Association analysis using USDA diverse rice (Oryza sativa L.) germplasm collections to identify loci influencing grain quality traits

Authors: Edwards, Jeremy; Huggins, Trevis; Chen, Ming Hsuan; Jackson, Aaron; McClung, Anna

Submitted to: Plant and Animal Genome
Publication Type: Abstract Only
Publication Acceptance Date: 10/27/2017
Publication Date: 1/18/2018
Citation: Edwards, J., Huggins, T.D., Chen, M., Jackson, A.K., McClung, A.M. 2018. Association analysis using USDA diverse rice (Oryza sativa L.) germplasm collections to identify loci influencing grain quality traits. Plant and Animal Genome Conference XXVI Proceedings. P0913.

Interpretive Summary:

Technical Abstract: he USDA rice (Oryza sativa L.) core subset (RCS) was assembled to represent the genetic diversity of the entire USDA-ARS National Small Grains Collection and consists of 1,794 accessions from 114 countries. The USDA rice mini-core (MC) is a subset of 217 accessions from the RCS and was selected to maximize genotypic, phenotypic and geographical diversity in a panel with a more manageable size for phenotyping and genotyping experiments. Recently, next generation resequencing data have become available for the MC accessions and high density fixed array SNP data have become available for 189 RCS accessions not included in the MC. In the current genome wide association study (GWAS), we use the new high density genotypic data along with previously reported and new phenotype data for grain traits, including grain dimensions, apparent amylose content (AAC), alkali spreading value (ASV, an indicator of gelatinization temperature), protein content, chalk percent, and agronomic traits that may influence grain quality, including plant height, and days to heading.

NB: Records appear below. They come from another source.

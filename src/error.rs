//! Error types for zone editing, persistence and snapshot handling.

use thiserror::Error;

use crate::model::ZoneId;

/// Rejected user input. None of these leave a partial zone behind.
#[derive(Error, Debug, Clone, PartialEq)]
pub enum EditorError {
    /// A zone name was empty or whitespace only
    #[error("Zone name must not be empty")]
    EmptyName,

    /// Grid rows or columns out of range
    #[error("Grid must have at least one row and one column (got {rows}x{cols})")]
    InvalidGridSize {
        /// Requested rows
        rows: u32,
        /// Requested columns
        cols: u32,
    },

    /// Grid would produce more cells than allowed
    #[error("Grid of {rows}x{cols} exceeds the limit of {max} zones")]
    GridTooLarge {
        /// Requested rows
        rows: u32,
        /// Requested columns
        cols: u32,
        /// Largest allowed cell count
        max: u32,
    },

    /// Grid cells would be narrower than the minimum zone size
    #[error("A {rows}x{cols} grid makes cells smaller than the minimum zone size")]
    GridCellTooSmall {
        /// Requested rows
        rows: u32,
        /// Requested columns
        cols: u32,
    },

    /// No drawn rectangle is waiting to be committed
    #[error("No drawn rectangle is waiting to be saved")]
    NoPendingShape,

    /// The waiting rectangle was drawn for the other kind of commit
    #[error("The drawn rectangle is a {found} shape, not a {expected} shape")]
    PendingKindMismatch {
        /// Kind the caller tried to commit
        expected: &'static str,
        /// Kind actually pending
        found: &'static str,
    },

    /// Operation referenced a zone that does not exist
    #[error("Zone not found: {0}")]
    ZoneNotFound(ZoneId),
}

/// Failures talking to the settings backend.
#[derive(Error, Debug)]
pub enum StoreError {
    /// Connection, DNS, TLS or timeout failure
    #[error("Transport error: {0}")]
    Transport(String),

    /// Backend answered with a non-success status
    #[error("HTTP {status} from {url}")]
    Status {
        /// HTTP status code
        status: u16,
        /// Requested URL
        url: String,
    },

    /// Body was not the expected JSON
    #[error("JSON error: {0}")]
    Json(#[from] serde_json::Error),

    /// I/O error while reading a response body
    #[error("IO error: {0}")]
    Io(#[from] std::io::Error),

    /// Response body exceeded the size cap
    #[error("Response larger than {limit} bytes")]
    TooLarge {
        /// Largest accepted body, in bytes
        limit: u64,
    },

    /// Background worker is gone
    #[error("Store worker disconnected")]
    Disconnected,

    /// Host reported a failure without further detail
    #[error("{0}")]
    Host(String),
}

/// Failures turning fetched bytes into a reference snapshot.
#[derive(Error, Debug)]
pub enum SnapshotError {
    /// Backend returned no bytes
    #[error("Snapshot is empty")]
    Empty,

    /// Bytes are not a decodable image
    #[error("Image decode error: {0}")]
    Decode(#[from] image::ImageError),
}
//! Zone data model.

use std::fmt;

use roi_geom::ZoneCoords;
use serde::{Deserialize, Serialize};

/// Stable, unique identifier of a zone.
///
/// Ids minted here look like `roi-3-<uuid>`, but ids loaded from the backend
/// are opaque strings and only compared for equality.
#[derive(Debug, Clone, PartialEq, Eq, Hash, PartialOrd, Ord, Serialize, Deserialize)]
#[serde(transparent)]
pub struct ZoneId(String);

impl ZoneId {
    pub fn new(id: impl Into<String>) -> Self {
        Self(id.into())
    }

    pub fn as_str(&self) -> &str {
        &self.0
    }
}

impl fmt::Display for ZoneId {
    fn fmt(&self, f: &mut fmt::Formatter<'_>) -> fmt::Result {
        f.write_str(&self.0)
    }
}

impl From<&str> for ZoneId {
    fn from(id: &str) -> Self {
        Self::new(id)
    }
}

/// A named region of interest over the reference image.
///
/// Wire shape: `{ "id": string, "name": string, "coords": { "x", "y", "w", "h" } }`.
#[derive(Debug, Clone, PartialEq, Serialize, Deserialize)]
pub struct Zone {
    pub id: ZoneId,
    pub name: String,
    pub coords: ZoneCoords,
}

impl Zone {
    pub fn new(id: ZoneId, name: impl Into<String>, coords: ZoneCoords) -> Self {
        Self {
            id,
            name: name.into(),
            coords,
        }
    }
}

/// Mints zone ids: a per-editor counter plus a random v4 uuid.
#[derive(Debug, Default)]
pub struct ZoneIdGenerator {
    next: u64,
}

impl ZoneIdGenerator {
    pub fn new() -> Self {
        Self::default()
    }

    /// Produce a fresh id.
    pub fn mint(&mut self) -> ZoneId {
        self.next += 1;
        ZoneId(format!("roi-{}-{}", self.next, uuid::Uuid::new_v4().simple()))
    }
}
//! Browser bridge.
//!
//! The page owns the DOM overlay and does the `fetch` calls; this module owns
//! the editing logic. Structured values cross the boundary as JSON strings.
//!
//! Host loop:
//! 1. forward pointer events and UI actions,
//! 2. call `tick()` on an interval,
//! 3. perform everything returned by `take_requests()` and report back with
//!    the matching `complete_*` / `fail_*` call,
//! 4. re-render from `overlay_json()` and show `take_notices_json()`.

use std::str::FromStr;

use roi_geom::{PixelPoint, PixelRect, SurfaceSize};
use serde::Serialize;
use wasm_bindgen::prelude::*;
use web_time::Instant;

use crate::config::EditorConfig;
use crate::error::StoreError;
use crate::grid::GridOptions;
use crate::model::{DrawMode, Zone, ZoneId};
use crate::session::{Notice, RoiSession};
use crate::store::wire::{SettingsPayload, ZonesPayload, resolve_load};
use crate::store::{QueuedZoneStore, StoreEvent};

#[wasm_bindgen(start)]
pub fn start() {
    console_error_panic_hook::set_once();

    if console_log::init_with_level(log::Level::Info).is_err() {
        log::debug!("Console logger already initialized");
    }
    log::info!("ROI zone editor loaded");
}

#[derive(Serialize)]
struct OverlayRect {
    x: f64,
    y: f64,
    width: f64,
    height: f64,
}

impl From<PixelRect> for OverlayRect {
    fn from(rect: PixelRect) -> Self {
        Self {
            x: rect.x,
            y: rect.y,
            width: rect.width,
            height: rect.height,
        }
    }
}

#[derive(Serialize)]
struct OverlayZone<'a> {
    id: &'a str,
    name: &'a str,
    selected: bool,
    rect: OverlayRect,
}

#[derive(Serialize)]
struct OverlayHandle {
    handle: &'static str,
    x: f64,
    y: f64,
}

/// Everything the page needs to draw the overlay.
#[derive(Serialize)]
struct Overlay<'a> {
    mode: &'static str,
    interaction: &'static str,
    inert: bool,
    zones: Vec<OverlayZone<'a>>,
    handles: Vec<OverlayHandle>,
    preview: Option<OverlayRect>,
    pending: Option<&'static str>,
    unsaved: bool,
}

/// A notice plus the toast text the page shows for it.
#[derive(Serialize)]
struct NoticeView {
    #[serde(flatten)]
    notice: Notice,
    text: String,
    error: bool,
}

impl From<Notice> for NoticeView {
    fn from(notice: Notice) -> Self {
        Self {
            text: notice.message(),
            error: notice.is_error(),
            notice,
        }
    }
}

fn parse_optional<T: serde::de::DeserializeOwned>(what: &str, json: Option<String>) -> Option<T> {
    let json = json?;
    match serde_json::from_str(&json) {
        Ok(value) => Some(value),
        Err(e) => {
            log::warn!("Ignoring unparsable {} payload: {}", what, e);
            None
        }
    }
}

/// A zone editing session driven from JavaScript.
#[wasm_bindgen]
pub struct WasmRoiSession {
    inner: RoiSession<QueuedZoneStore>,
}

#[wasm_bindgen]
impl WasmRoiSession {
    /// Create a session. `config_json` is an optional `EditorConfig` object.
    #[wasm_bindgen(constructor)]
    pub fn new(config_json: Option<String>) -> Result<WasmRoiSession, JsError> {
        let config = match config_json {
            Some(json) => EditorConfig::from_json(&json)?,
            None => EditorConfig::default(),
        };
        log::set_max_level(config.log_level.to_level_filter());
        Ok(Self {
            inner: RoiSession::new(&config, QueuedZoneStore::new()),
        })
    }

    /// Queue the initial load and snapshot requests.
    pub fn start(&mut self) {
        self.inner.start();
    }

    pub fn pointer_down(&mut self, x: f64, y: f64) {
        self.inner.pointer_down(Instant::now(), PixelPoint::new(x, y));
    }

    pub fn pointer_move(&mut self, x: f64, y: f64) {
        self.inner.pointer_move(Instant::now(), PixelPoint::new(x, y));
    }

    pub fn pointer_up(&mut self, x: f64, y: f64) {
        self.inner.pointer_up(Instant::now(), PixelPoint::new(x, y));
    }

    pub fn pointer_leave(&mut self) {
        self.inner.pointer_leave(Instant::now());
    }

    /// `"none"`, `"edit"`, `"single"` or `"grid"`.
    pub fn set_mode(&mut self, mode: &str) -> Result<(), JsError> {
        let mode = DrawMode::from_str(mode).map_err(|e| JsError::new(&e))?;
        self.inner.set_mode(mode);
        Ok(())
    }

    /// Name the pending single rectangle; returns the new zone id.
    pub fn commit_single_zone(&mut self, name: &str) -> Result<String, JsError> {
        let id = self.inner.commit_single_zone(Instant::now(), name)?;
        Ok(id.to_string())
    }

    /// Split the pending grid rectangle. `options_json` is a `GridOptions` object.
    pub fn commit_grid(&mut self, options_json: &str) -> Result<u32, JsError> {
        let options: GridOptions = serde_json::from_str(options_json)?;
        let count = self.inner.commit_grid(Instant::now(), &options)?;
        Ok(u32::try_from(count).unwrap_or(u32::MAX))
    }

    pub fn discard_pending(&mut self) {
        self.inner.edit(Instant::now(), |editor| editor.discard_pending());
    }

    pub fn rename_zone(&mut self, id: &str, name: &str) -> Result<(), JsError> {
        self.inner
            .rename_zone(Instant::now(), &ZoneId::from(id), name)?;
        Ok(())
    }

    pub fn delete_zone(&mut self, id: &str) -> Result<(), JsError> {
        self.inner.delete_zone(Instant::now(), &ZoneId::from(id))?;
        Ok(())
    }

    pub fn reset_all(&mut self) {
        self.inner.reset_all(Instant::now());
    }

    pub fn select_zone(&mut self, id: &str) -> Result<(), JsError> {
        self.inner
            .edit(Instant::now(), |editor| editor.select(&ZoneId::from(id)))?;
        Ok(())
    }

    pub fn deselect(&mut self) {
        self.inner.edit(Instant::now(), |editor| editor.deselect());
    }

    /// Report the displayed image box size in CSS pixels.
    pub fn set_display_size(&mut self, width: f64, height: f64) {
        self.inner.set_display_size(SurfaceSize::new(width, height));
    }

    /// The image box is hidden (placeholder shown).
    pub fn clear_display(&mut self) {
        self.inner.set_display_size(None);
    }

    pub fn request_snapshot(&mut self) {
        self.inner.request_snapshot();
    }

    pub fn save_now(&mut self) {
        self.inner.save_now();
    }

    /// Advance timers and apply reported results.
    pub fn tick(&mut self) {
        self.inner.tick(Instant::now());
    }

    /// Milliseconds until the next background save, if one is scheduled.
    pub fn time_until_save_ms(&self) -> Option<f64> {
        self.inner
            .time_until_save(Instant::now())
            .map(|d| d.as_secs_f64() * 1000.0)
    }

    /// JSON array of requests the page should perform.
    pub fn take_requests(&mut self) -> Result<String, JsError> {
        let requests = self.inner.store_mut().take_requests();
        Ok(serde_json::to_string(&requests)?)
    }

    /// Report a finished load. Either body may be missing or malformed.
    pub fn complete_load(&mut self, zones_json: Option<String>, settings_json: Option<String>) {
        let endpoint: Option<ZonesPayload> = parse_optional("zones", zones_json);
        let settings: Option<SettingsPayload> = parse_optional("settings", settings_json);
        let (zones, source) = resolve_load(endpoint, settings);
        self.inner
            .store_mut()
            .push_event(StoreEvent::Loaded { zones, source });
    }

    /// Report a successful save with the backend's `{ roi_zones }` echo.
    pub fn complete_save(&mut self, seq: f64, echoed_json: &str) {
        let result = serde_json::from_str::<ZonesPayload>(echoed_json)
            .map(|payload| payload.roi_zones)
            .map_err(StoreError::from);
        self.push_save(seq, result);
    }

    pub fn fail_save(&mut self, seq: f64, message: &str) {
        self.push_save(seq, Err(StoreError::Host(message.to_string())));
    }

    fn push_save(&mut self, seq: f64, result: Result<Vec<Zone>, StoreError>) {
        self.inner.store_mut().push_event(StoreEvent::Saved {
            seq: seq as u64,
            result,
        });
    }

    /// Report fetched snapshot bytes.
    pub fn complete_snapshot(&mut self, bytes: Vec<u8>) {
        self.inner
            .store_mut()
            .push_event(StoreEvent::Snapshot(Ok(bytes)));
    }

    pub fn fail_snapshot(&mut self, message: &str) {
        self.inner
            .store_mut()
            .push_event(StoreEvent::Snapshot(Err(StoreError::Host(message.to_string()))));
    }

    /// Natural `[width, height]` of the current snapshot, if any.
    pub fn snapshot_size(&self) -> Option<Vec<u32>> {
        self.inner.snapshot().map(|s| vec![s.width(), s.height()])
    }

    /// Current zone list in wire format.
    pub fn zones_json(&self) -> Result<String, JsError> {
        Ok(serde_json::to_string(self.inner.zones())?)
    }

    /// Drawing state for the overlay.
    pub fn overlay_json(&self) -> Result<String, JsError> {
        let editor = self.inner.editor();
        let selected = editor.selected_id();
        let overlay = Overlay {
            mode: editor.mode().name(),
            interaction: editor.interaction().name(),
            inert: editor.is_inert(),
            zones: editor
                .zone_rects()
                .into_iter()
                .map(|(zone, rect)| OverlayZone {
                    id: zone.id.as_str(),
                    name: &zone.name,
                    selected: selected == Some(&zone.id),
                    rect: rect.into(),
                })
                .collect(),
            handles: editor
                .selected_handles()
                .into_iter()
                .map(|(handle, point)| OverlayHandle {
                    handle: handle.name(),
                    x: point.x,
                    y: point.y,
                })
                .collect(),
            preview: editor.draw_preview().map(OverlayRect::from),
            pending: editor.pending().map(|p| p.kind.name()),
            unsaved: self.inner.has_unsaved_changes(),
        };
        Ok(serde_json::to_string(&overlay)?)
    }

    /// JSON array of notices since the last call.
    pub fn take_notices_json(&mut self) -> Result<String, JsError> {
        let notices: Vec<NoticeView> = self
            .inner
            .take_notices()
            .into_iter()
            .map(NoticeView::from)
            .collect();
        Ok(serde_json::to_string(&notices)?)
    }

    /// Cancel timers and release the snapshot.
    pub fn teardown(&mut self) {
        self.inner.teardown();
    }
}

The results identified several known starch genes, e.g., Waxy gene (granule bound starch synthase 1 (GBSS1)), along with 11 novel loci for grain starch traits and 7 for grain chalk. Many loci were significantly associated with multiple grain quality traits suggesting mediated pleiotropic effects. Based on these results, molecular markers will be designed and deployed for use in marker assisted selection to produce new rice varieties with high grain quality.